(Records provided Opens)

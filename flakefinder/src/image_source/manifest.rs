use std::path::{Path, PathBuf};

use glam::DVec2;
use serde::{Deserialize, Serialize};

use super::{TileInfo, TileSource, DEFAULT_PIXEL_SCALE_UM};
use crate::error::InputError;

/// Unit of the tile offsets in a manifest.
#[derive(Debug, Clone, Copy, PartialEq, Eq, Default, Serialize, Deserialize)]
#[serde(rename_all = "snake_case")]
pub enum OffsetUnit {
    #[default]
    Pixels,
    Micrometers,
}

/// One tile of a scan: its file and the position of its top-left corner.
#[derive(Debug, Clone, PartialEq, Serialize, Deserialize)]
pub struct TileEntry {
    pub id: String,
    pub path: PathBuf,
    pub x: f64,
    pub y: f64,
}

/// Tile set description for multi-tile runs (YAML or JSON).
///
/// ```yaml
/// pixel_scale_um: 0.422
/// offset_unit: micrometers
/// tiles:
///   - { id: tile_0000, path: tile_0000.png, x: 0.0, y: 0.0 }
///   - { id: tile_0001, path: tile_0001.png, x: 540.0, y: 0.0 }
/// ```
#[derive(Debug, Clone, PartialEq, Serialize, Deserialize)]
pub struct TileManifest {
    #[serde(default = "default_pixel_scale")]
    pub pixel_scale_um: f64,
    #[serde(default)]
    pub offset_unit: OffsetUnit,
    pub tiles: Vec<TileEntry>,
}

fn default_pixel_scale() -> f64 {
    DEFAULT_PIXEL_SCALE_UM
}

impl TileManifest {
    /// Loads a manifest; relative tile paths are resolved against its directory.
    pub fn load(path: &Path) -> Result<Self, InputError> {
        let mut manifest: TileManifest =
            common::load_file(path).map_err(|source| InputError::Manifest {
                path: path.to_path_buf(),
                source,
            })?;

        let base = path.parent().unwrap_or_else(|| Path::new(""));
        for tile in &mut manifest.tiles {
            if tile.path.is_relative() {
                tile.path = base.join(&tile.path);
            }
        }

        manifest.validate(path)?;
        Ok(manifest)
    }

    fn validate(&self, path: &Path) -> Result<(), InputError> {
        let invalid = |reason: String| InputError::InvalidManifest {
            path: path.to_path_buf(),
            reason,
        };

        if !(self.pixel_scale_um.is_finite() && self.pixel_scale_um > 0.0) {
            return Err(invalid(format!(
                "pixel_scale_um must be positive, got {}",
                self.pixel_scale_um
            )));
        }
        let mut ids = hashbrown::HashSet::new();
        for tile in &self.tiles {
            if !ids.insert(tile.id.as_str()) {
                return Err(invalid(format!("duplicate tile id '{}'", tile.id)));
            }
            if !(tile.x.is_finite() && tile.y.is_finite()) {
                return Err(invalid(format!("tile '{}' has a non-finite offset", tile.id)));
            }
        }
        Ok(())
    }

    /// Tile offset converted to pixels.
    pub fn offset_px(&self, entry: &TileEntry) -> DVec2 {
        let offset = DVec2::new(entry.x, entry.y);
        match self.offset_unit {
            OffsetUnit::Pixels => offset,
            OffsetUnit::Micrometers => offset / self.pixel_scale_um,
        }
    }

    /// Tile sources in manifest order, placed in the global frame.
    pub fn sources(&self) -> Vec<TileSource> {
        self.tiles
            .iter()
            .map(|entry| TileSource {
                info: TileInfo {
                    id: entry.id.clone(),
                    path: Some(entry.path.clone()),
                    offset_px: Some(self.offset_px(entry)),
                },
                path: entry.path.clone(),
            })
            .collect()
    }
}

(Records provided Closes)

> **Exercise goal**
Which lines above carry the string "serde"? Copy those lines.

> **Worked solution**
use serde::{Deserialize, Serialize};
#[serde(rename_all = "snake_case")]
    #[serde(default = "default_pixel_scale")]
    #[serde(default)]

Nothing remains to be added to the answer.